Stored items from a collection

Start of Block

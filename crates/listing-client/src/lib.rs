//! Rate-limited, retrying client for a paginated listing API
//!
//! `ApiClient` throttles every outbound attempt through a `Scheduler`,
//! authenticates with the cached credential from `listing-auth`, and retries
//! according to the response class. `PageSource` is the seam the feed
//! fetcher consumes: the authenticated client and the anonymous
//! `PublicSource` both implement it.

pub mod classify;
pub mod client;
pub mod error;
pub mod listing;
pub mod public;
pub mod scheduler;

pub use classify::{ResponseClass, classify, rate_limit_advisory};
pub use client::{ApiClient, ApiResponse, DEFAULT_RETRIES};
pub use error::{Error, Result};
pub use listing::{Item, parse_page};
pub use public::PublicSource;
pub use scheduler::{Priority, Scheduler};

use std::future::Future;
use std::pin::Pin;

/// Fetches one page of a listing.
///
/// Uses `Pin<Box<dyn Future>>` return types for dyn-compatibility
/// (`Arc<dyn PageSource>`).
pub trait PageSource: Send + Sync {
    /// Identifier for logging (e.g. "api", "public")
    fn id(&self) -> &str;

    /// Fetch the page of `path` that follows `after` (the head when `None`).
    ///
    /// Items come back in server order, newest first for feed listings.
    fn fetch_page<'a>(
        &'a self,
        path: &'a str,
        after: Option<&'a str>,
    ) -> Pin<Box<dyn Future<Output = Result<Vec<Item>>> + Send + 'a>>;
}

End of Block

• [WORK TO BE COMPLETED]:
Each line of the records must be reproduced exactly.

• [YOUR RESPONSE]:
filename crates/listing-client/src/lib.rs
//! Rate-limited, retrying client for a paginated listing API
//!
//! `ApiClient` throttles every outbound attempt through a `Scheduler`,
//! authenticates with the cached credential from `listing-auth`, and retries
//! according to the response class. `PageSource` is the seam the feed
//! fetcher consumes: the authenticated client and the anonymous
//! `PublicSource` both implement it.

pub mod classify;
pub mod client;
pub mod error;
pub mod listing;
pub mod public;
pub mod scheduler;

pub use classify::{ResponseClass, classify, rate_limit_advisory};
pub use client::{ApiClient, ApiResponse, DEFAULT_RETRIES};
pub use error::{Error, Result};
pub use listing::{Item, parse_page};
pub use public::PublicSource;
pub use scheduler::{Priority, Scheduler};

use std::future::Future;
use std::pin::Pin;

/// Fetches one page of a listing.
///
/// Uses `Pin<Box<dyn Future>>` return types for dyn-compatibility
/// (`Arc<dyn PageSource>`).
pub trait PageSource: Send + Sync {
    /// Identifier for logging (e.g. "api", "public")
    fn id(&self) -> &str;

    /// Fetch the page of `path` that follows `after` (the head when `None`).
    ///
    /// Items come back in server order, newest first for feed listings.
    fn fetch_page<'a>(
        &'a self,
        path: &'a str,
        after: Option<&'a str>,
    ) -> Pin<Box<dyn Future<Output = Result<Vec<Item>>> + Send + 'a>>;
}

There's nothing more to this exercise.